Assignment →
Below is a set of entries. Print the line that contains "pub fn default_data_dir()" and every later line word for word, through the final one.

Source data →
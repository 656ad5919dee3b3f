/// Settings store keys consumed or produced by the engine and its UI
/// collaborators, with their documented defaults.
pub mod keys {
    /// Sort field for the view (default "Rating").
    pub const SORT_OPTION: &str = "SortOption";
    /// Sort direction for the view (default false = descending).
    pub const SORT_ASCENDING: &str = "SortAscending";
    /// Logged-in user name (default "guest").
    pub const USER_NAME: &str = "UserName";
    /// Display glyph for the user (default "🎬").
    pub const USER_EMOJI: &str = "UserEmoji";
    /// UI theme; consumed by the presentation layer only.
    pub const APP_THEME: &str = "AppTheme";
    /// UI animations toggle (default true); presentation layer only.
    pub const ANIMATIONS_ENABLED: &str = "AnimationsEnabled";
}

pub const DEFAULT_USER: &str = "guest";
pub const DEFAULT_USER_EMOJI: &str = "🎬";

/// String-keyed settings store with typed defaults.
///
/// A thin key-value surface over whatever preference mechanism the host
/// provides; reads fall back to the supplied default on any failure.
pub trait SettingsStore: Send + Sync {
    fn get_string(&self, key: &str, default: &str) -> String;
    fn set_string(&self, key: &str, value: &str);

    fn get_bool(&self, key: &str, default: bool) -> bool;
    fn set_bool(&self, key: &str, value: bool);

    fn remove(&self, key: &str);
}
pub mod persistence;
pub mod settings;
pub mod source;

use anyhow::{Context, Result};
use directories::ProjectDirs;
use std::path::PathBuf;

/// Default per-installation data directory (cache, favorites, history,
/// settings all live here).
pub fn default_data_dir() -> Result<PathBuf> {
    let proj_dirs =
        ProjectDirs::from("", "", "cinedex").context("Failed to determine project directories")?;
    Ok(proj_dirs.data_dir().to_path_buf())
}
//! cinedex application library
//!
//! This exposes the adapters, the catalog engine service, and the CLI surface
//! for testing and external usage. The core domain logic lives in
//! `cinedex-core`.

pub mod adapters;
pub mod cli;
pub mod services;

Your solution →
pub fn default_data_dir() -> Result<PathBuf> {
    let proj_dirs =
        ProjectDirs::from("", "", "cinedex").context("Failed to determine project directories")?;
    Ok(proj_dirs.data_dir().to_path_buf())
}
//! cinedex application library
//!
//! This exposes the adapters, the catalog engine service, and the CLI surface
//! for testing and external usage. The core domain logic lives in
//! `cinedex-core`.

pub mod adapters;
pub mod cli;
pub mod services;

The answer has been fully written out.